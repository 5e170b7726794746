//! `querylens` command line
//!
//! ```text
//! querylens analyze --sqlite app.db --setup schema.sql "SELECT * FROM users WHERE email = 'a'"
//! querylens analyze --postgres "host=localhost user=postgres" --json "SELECT 1"
//! querylens normalize "SELECT * FROM t WHERE id = $1"
//! ```

mod args;
mod logging;
mod render;

use anyhow::Context as _;
use args::{AnalyzeArgs, Cli, Command};
use clap::Parser;
use querylens_core::{DatabaseEngine, OptimizerConfig};
use querylens_query::QueryOptimizer;
use serde::Serialize;

#[tokio::main]
async fn main() -> anyhow::Result<()> {
    let cli = Cli::parse();
    logging::init(cli.log_format)?;

    match cli.command {
        Command::Analyze(args) => analyze(args).await,
        Command::Normalize { sql } => {
            println!("{}", querylens_analyzer::normalize(&sql));
            Ok(())
        }
    }
}

/// Everything `analyze --json` prints
#[derive(Serialize)]
struct AnalyzeReport {
    analyses: Vec<querylens_query::QueryAnalysis>,
    #[serde(skip_serializing_if = "Option::is_none")]
    stats: Option<querylens_query::QueryStats>,
}

async fn analyze(args: AnalyzeArgs) -> anyhow::Result<()> {
    let config = load_config(&args)?;
    let target = args.target.engine_target();

    let engine = querylens_drivers::connect(&target)
        .await
        .with_context(|| format!("failed to open {}", target))?;

    if let Some(setup) = &args.setup {
        let sql = std::fs::read_to_string(setup)
            .with_context(|| format!("failed to read setup file {}", setup.display()))?;
        engine
            .execute_batch(&sql)
            .await
            .with_context(|| format!("setup script {} failed", setup.display()))?;
        tracing::info!(path = %setup.display(), "setup script applied");
    }

    let optimizer = QueryOptimizer::with_config(engine, &config)?;

    let mut analyses = Vec::with_capacity(args.statements.len());
    for sql in &args.statements {
        let analysis = optimizer
            .analyze_query(sql)
            .await
            .with_context(|| format!("analysis failed for: {}", sql))?;
        analyses.push(analysis);
    }

    let stats = args.stats.then(|| optimizer.get_query_stats());

    if args.json {
        let report = AnalyzeReport { analyses, stats };
        println!("{}", serde_json::to_string_pretty(&report)?);
    } else {
        for analysis in &analyses {
            println!("{}", render::analysis(analysis));
        }
        if let Some(stats) = &stats {
            println!("{}", render::stats(stats));
        }
    }

    Ok(())
}

fn load_config(args: &AnalyzeArgs) -> anyhow::Result<OptimizerConfig> {
    let config = match &args.config {
        Some(path) => OptimizerConfig::load(path)
            .with_context(|| format!("failed to load config {}", path.display()))?,
        None => OptimizerConfig::load_or_default().context("failed to load default config")?,
    };

    Ok(match args.slow_ms {
        Some(ms) => config.with_slow_query_threshold_ms(ms),
        None => config,
    })
}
════════════════
# [Aim of the task]
Filter the listing above so that only lines holding the word "Option" remain, and report those lines.

# [Your response]
    #[serde(skip_serializing_if = "Option::is_none")]
    stats: Option<querylens_query::QueryStats>,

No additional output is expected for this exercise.